About halfway through any writing project, I always have the same thought: this isn’t going to work. Why do they go to the restaurant in the second act? Why does the dad tell the daughter about the life insurance? Who answers the phone when they’re all in the scene at the supermarket? And also: Who’s watching the baby?
You can almost always wave off some of the more arcane details that threaten to unravel the entire story – Look, if the audience is asking itself how the letter with the job offer got to the main character so quickly, then you’ve got bigger problems than a simple FedEx envelope in the frame can solve.
It’s the same with continuity – continuity is the industry term for stuff in the frame that stays continuous – if an actor is wearing a hat in one angle, he’d better be wearing it in all of the other angles in the scene, even though the scene is shot over two or three days and the hat itches and the actor keeps taking it off in between setups. Unless it’s supposed to be a magic hat, which brings up other problems. Like, maybe spend 5 more minutes on the magic hat idea.
Once, we were working with a studio executive with a real, um, passion for continuity.

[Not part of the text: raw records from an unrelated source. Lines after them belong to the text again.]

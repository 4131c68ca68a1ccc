//! Selection model: one kind-partitioned id set and the click rules that
//! merge single and multi selection.
//!
//! "Single selection" and "multi-selection" are two views of the same
//! underlying set. Transitions between them fold rather than discard, so
//! a ctrl-click on a second item keeps the first one selected.

#[cfg(test)]
#[path = "selection_test.rs"]
mod selection_test;

use std::collections::HashSet;

use crate::entity::{EntityId, EntityKind};
use crate::input::Modifiers;

/// The set of currently selected entity identifiers, partitioned by kind.
/// Insertion order is irrelevant; kinds never mix in one partition.
#[derive(Debug, Clone, Default, PartialEq, Eq)]
pub struct SelectionSet {
    files: HashSet<EntityId>,
    folders: HashSet<EntityId>,
    conversations: HashSet<EntityId>,
}

impl SelectionSet {
    #[must_use]
    pub fn new() -> Self {
        Self::default()
    }

    /// A selection holding exactly one item.
    #[must_use]
    pub fn single(kind: EntityKind, id: EntityId) -> Self {
        let mut set = Self::new();
        set.insert(kind, id);
        set
    }

    /// The ids selected for one kind.
    #[must_use]
    pub fn ids(&self, kind: EntityKind) -> &HashSet<EntityId> {
        match kind {
            EntityKind::File => &self.files,
            EntityKind::Folder => &self.folders,
            EntityKind::Conversation => &self.conversations,
        }
    }

    fn ids_mut(&mut self, kind: EntityKind) -> &mut HashSet<EntityId> {
        match kind {
            EntityKind::File => &mut self.files,
            EntityKind::Folder => &mut self.folders,
            EntityKind::Conversation => &mut self.conversations,
        }
    }

    #[must_use]
    pub fn contains(&self, kind: EntityKind, id: EntityId) -> bool {
        self.ids(kind).contains(&id)
    }

    /// Total selected count across all kinds.
    #[must_use]
    pub fn len(&self) -> usize {
        self.files.len() + self.folders.len() + self.conversations.len()
    }

    #[must_use]
    pub fn is_empty(&self) -> bool {
        self.len() == 0
    }

    /// Add an item. Returns whether it was newly added.
    pub fn insert(&mut self, kind: EntityKind, id: EntityId) -> bool {
        self.ids_mut(kind).insert(id)
    }

    /// Remove an item. Returns whether it was present.
    pub fn remove(&mut self, kind: EntityKind, id: EntityId) -> bool {
        self.ids_mut(kind).remove(&id)
    }

    /// Flip an item's membership. Toggling twice restores the prior set.
    pub fn toggle(&mut self, kind: EntityKind, id: EntityId) {
        let ids = self.ids_mut(kind);
        if !ids.remove(&id) {
            ids.insert(id);
        }
    }

    pub fn clear(&mut self) {
        self.files.clear();
        self.folders.clear();
        self.conversations.clear();
    }

    /// Replace the whole selection with another.
    pub fn replace(&mut self, other: SelectionSet) {
        *self = other;
    }

    /// All selected `(kind, id)` pairs, kinds in fixed order.
    pub fn iter(&self) -> impl Iterator<Item = (EntityKind, EntityId)> + '_ {
        EntityKind::ALL
            .into_iter()
            .flat_map(|kind| self.ids(kind).iter().map(move |id| (kind, *id)))
    }

    /// Ids for one kind in sorted order, for deterministic assertions and
    /// stable request ordering.
    #[must_use]
    pub fn sorted_ids(&self, kind: EntityKind) -> Vec<EntityId> {
        let mut ids: Vec<EntityId> = self.ids(kind).iter().copied().collect();
        ids.sort_unstable();
        ids
    }

    /// Apply the click rules for an item. Returns whether the selection
    /// changed.
    ///
    /// - Plain click on a member of a multi-selection: untouched, so the
    ///   whole group can start a drag.
    /// - Plain click anywhere else: collapse to exactly the clicked item.
    /// - Ctrl/Cmd+click: toggle membership.
    /// - Shift+click: add, never remove.
    pub fn click(&mut self, kind: EntityKind, id: EntityId, modifiers: Modifiers) -> bool {
        if modifiers.additive() {
            self.toggle(kind, id);
            return true;
        }
        if modifiers.shift {
            return self.insert(kind, id);
        }
        if self.contains(kind, id) {
            // Member of the current selection: leave it untouched so a
            // multi-selection can start a group drag. A sole selected
            // item collapses to itself, which is the same state.
            return false;
        }
        self.replace(Self::single(kind, id));
        true
    }
}
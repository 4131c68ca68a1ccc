//! Shared numeric constants for the workbench crate.

// ── Gestures ────────────────────────────────────────────────────

/// Pointer travel in pixels before a press over an item retroactively
/// becomes a rubber-band rectangle.
pub const DRAG_START_THRESHOLD_PX: f64 = 5.0;

/// Window in milliseconds after a drag ends during which item clicks and
/// rubber-band presses are ignored. A drop gesture produces a synthetic
/// trailing click that would otherwise collapse the selection.
pub const DRAG_END_SUPPRESS_MS: f64 = 400.0;

// ── Dispatch ────────────────────────────────────────────────────

/// Maximum mutation calls in flight per batch, uniform across kinds.
pub const MAX_IN_FLIGHT: usize = 3;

So in a dinner table scene, when we were recklessly mixing takes to achieve what we thought was the mission -- a fast, funny dinner table sequence – he only saw the knife and fork in the foreground, which mysteriously shifted to the left a few inches with each cut.

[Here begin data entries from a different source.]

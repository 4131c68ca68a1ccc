//! The mutation boundary: typed requests, the external collaborator
//! seam, and the bounded-concurrency batch runner.
//!
//! Drag drops and pastes plan their work as a [`MutationBatch`]; the host
//! hands the batch to [`run_batch`] together with its [`EntityApi`]
//! implementation (REST calls in the browser, a stub in tests). Every
//! request in a batch is attempted — there is no early abort — and each
//! outcome is recorded independently, so a slow or failing member never
//! blocks or hides the rest. The settled [`BatchReport`] goes back into
//! the engine, which applies the selection and clipboard consequences.

#[cfg(test)]
#[path = "dispatch_test.rs"]
mod dispatch_test;

use futures::StreamExt;
use futures::stream;
use serde::{Deserialize, Serialize};
use uuid::Uuid;

use crate::consts::MAX_IN_FLIGHT;
use crate::entity::{EntityId, EntityKind, FolderId, ProjectId};

/// Identifier tying a dispatched batch to its settled report.
pub type BatchId = Uuid;

/// Uniform failure for a single mutation call, regardless of underlying
/// cause (network, not-found, permission).
#[derive(Debug, Clone, PartialEq, Eq, thiserror::Error, Serialize, Deserialize)]
#[error("mutation failed: {0}")]
pub struct ApiError(pub String);

/// One call to the mutation collaborator.
#[derive(Debug, Clone, PartialEq, Eq, Serialize, Deserialize)]
#[serde(tag = "op", rename_all = "lowercase")]
pub enum MutationRequest {
    /// Reparent an entity. `target_folder = None` is a project root;
    /// `target_project` is set only for cross-project moves, so the
    /// collaborator can tell a root-level cross-project move apart from
    /// a same-project folder move.
    Move {
        id: EntityId,
        kind: EntityKind,
        target_folder: Option<FolderId>,
        target_project: Option<ProjectId>,
    },
    /// Duplicate an entity into a folder. `new_name` is set for folder
    /// duplicates; file and conversation naming is delegated to the
    /// content-duplication collaborator.
    Duplicate {
        id: EntityId,
        kind: EntityKind,
        target_folder: Option<FolderId>,
        target_project: Option<ProjectId>,
        new_name: Option<String>,
    },
}

impl MutationRequest {
    /// The entity this request applies to.
    #[must_use]
    pub fn entity_id(&self) -> EntityId {
        match self {
            Self::Move { id, .. } | Self::Duplicate { id, .. } => *id,
        }
    }

    /// The kind this request applies to.
    #[must_use]
    pub fn kind(&self) -> EntityKind {
        match self {
            Self::Move { kind, .. } | Self::Duplicate { kind, .. } => *kind,
        }
    }
}

/// Routes a settled batch back to the state that produced it.
#[derive(Debug, Clone, Copy, PartialEq, Eq, Serialize, Deserialize)]
#[serde(tag = "origin", rename_all = "lowercase")]
pub enum BatchOrigin {
    /// Drop of a drag session.
    DragMove { kind: EntityKind },
    /// Paste of a Cut slot.
    PasteCut { kind: EntityKind },
    /// Paste of a Copy slot.
    PasteCopy { kind: EntityKind },
}

impl BatchOrigin {
    /// The entity kind the originating action was scoped to.
    #[must_use]
    pub fn kind(self) -> EntityKind {
        match self {
            Self::DragMove { kind } | Self::PasteCut { kind } | Self::PasteCopy { kind } => kind,
        }
    }
}

/// A batch of mutation calls produced by one user action.
#[derive(Debug, Clone, PartialEq, Eq, Serialize, Deserialize)]
pub struct MutationBatch {
    pub id: BatchId,
    pub origin: BatchOrigin,
    pub requests: Vec<MutationRequest>,
}

impl MutationBatch {
    #[must_use]
    pub fn new(origin: BatchOrigin, requests: Vec<MutationRequest>) -> Self {
        Self {
            id: Uuid::new_v4(),
            origin,
            requests,
        }
    }

    #[must_use]
    pub fn len(&self) -> usize {
        self.requests.len()
    }

    #[must_use]
    pub fn is_empty(&self) -> bool {
        self.requests.is_empty()
    }
}

/// Outcome of one request within a batch.
#[derive(Debug, Clone, PartialEq, Eq, Serialize, Deserialize)]
pub struct MutationOutcome {
    pub request: MutationRequest,
    pub result: Result<(), ApiError>,
}

/// Aggregate result of a settled batch. Outcomes are in request order
/// even though calls complete out of order.
#[derive(Debug, Clone, PartialEq, Eq, Serialize, Deserialize)]
pub struct BatchReport {
    pub batch_id: BatchId,
    pub origin: BatchOrigin,
    pub outcomes: Vec<MutationOutcome>,
}

impl BatchReport {
    #[must_use]
    pub fn succeeded(&self) -> usize {
        self.outcomes.iter().filter(|o| o.result.is_ok()).count()
    }

    #[must_use]
    pub fn failed(&self) -> usize {
        self.outcomes.len() - self.succeeded()
    }

    #[must_use]
    pub fn is_full_success(&self) -> bool {
        self.failed() == 0
    }

    /// Ids of the requests that failed, in request order.
    pub fn failed_ids(&self) -> impl Iterator<Item = EntityId> + '_ {
        self.outcomes
            .iter()
            .filter(|o| o.result.is_err())
            .map(|o| o.request.entity_id())
    }
}

/// The mutation collaborator: the narrow async seam to the backend.
///
/// Batch operations are expressed purely as repeated single calls; the
/// engine never assumes a native batch endpoint exists.
pub trait EntityApi {
    /// Reparent `id` into `target_folder` (`None` = project root), with
    /// `target_project` set for cross-project moves.
    fn move_entity(
        &self,
        id: EntityId,
        kind: EntityKind,
        target_folder: Option<FolderId>,
        target_project: Option<ProjectId>,
    ) -> impl Future<Output = Result<(), ApiError>>;

    /// Duplicate `id` into `target_folder`, optionally under a new name.
    fn duplicate_entity(
        &self,
        id: EntityId,
        kind: EntityKind,
        target_folder: Option<FolderId>,
        target_project: Option<ProjectId>,
        new_name: Option<&str>,
    ) -> impl Future<Output = Result<(), ApiError>>;
}

/// Dispatch every request in the batch, at most [`MAX_IN_FLIGHT`]
/// concurrently, and collect all outcomes.
///
/// The policy is uniform across kinds and origins. Once dispatched a
/// batch is not cancellable; partial completion is expected and shows up
/// as per-item failures in the report.
pub async fn run_batch<A: EntityApi>(api: &A, batch: &MutationBatch) -> BatchReport {
    log::debug!(
        "dispatching batch {} ({:?}, {} requests)",
        batch.id,
        batch.origin,
        batch.requests.len()
    );
    let mut settled: Vec<(usize, MutationOutcome)> =
        stream::iter(batch.requests.iter().cloned().enumerate())
            .map(|(index, request)| async move {
                let result = run_one(api, &request).await;
                (index, MutationOutcome { request, result })
            })
            .buffer_unordered(MAX_IN_FLIGHT)
            .collect()
            .await;
    settled.sort_by_key(|(index, _)| *index);

    let report = BatchReport {
        batch_id: batch.id,
        origin: batch.origin,
        outcomes: settled.into_iter().map(|(_, outcome)| outcome).collect(),
    };
    if report.is_full_success() {
        log::debug!("batch {} settled: {} ok", report.batch_id, report.succeeded());
    } else {
        log::warn!(
            "batch {} settled: {} ok, {} failed",
            report.batch_id,
            report.succeeded(),
            report.failed()
        );
    }
    report
}

async fn run_one<A: EntityApi>(api: &A, request: &MutationRequest) -> Result<(), ApiError> {
    match request {
        MutationRequest::Move {
            id,
            kind,
            target_folder,
            target_project,
        } => {
            api.move_entity(*id, *kind, *target_folder, *target_project)
                .await
        }
        MutationRequest::Duplicate {
            id,
            kind,
            target_folder,
            target_project,
            new_name,
        } => {
            api.duplicate_entity(*id, *kind, *target_folder, *target_project, new_name.as_deref())
                .await
        }
    }
}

“What is this?” he asked. “A haunted house?”
We countered by using the excuse that everyone uses when they’ve sacrificed perfect continuity for an overall better scene: if they’re watching the knife and fork, we’re dead anyway.
But babies are different. Babies need to be watched, at home, which means that in any family scene with a baby, if all of the characters are suddenly called over to, I don’t know, the hospital or the pizza place or wherever the story calls them, you always need to be thinking about the baby – who’s watching the baby? Which character isn’t in the scene, and how do you convey that in dialogue – because someone will notice (people always notice how babies are supervised, or not, I’ve discovered) and they’ll write letters. Lots of letters.
Once, a long time ago, when I was a writer on the ancient and almost-forgotten comedy “Cheers,” we all came back to the writer’s room in a state of high satisfaction. We had spent the past few days doing heavy surgery on a troubled script, and we had just seen the runthrough – and it was perfect: funny, fast, unexpected, the whole cast utilized in a classic second-act block comedy scene set in an airport, I think – In other words, a triumph. After two late night rewrites, it was a pleasure to come back to the office, sink into the sofa, and take a deep, relieved breath.
Until someone asked this question: who’s watching the bar?
The whole cast was in the last scene at the airport. Which meant no one was watching the bar, which was the Cheers equivalent of the baby. Which meant letters, which meant we had to leave one of the characters back at the bar, which meant that the character lines and actions needed to be reassigned, which threw off the clockwork engineering of the final scene. A small thread pulled, a whole script unraveled, another late night. It’s the little stuff that pulls you down. It only takes one card to collapse the house. You come back from a runthrough and think you’re out of the woods, and then some idiotic detail ruins your dinner plans.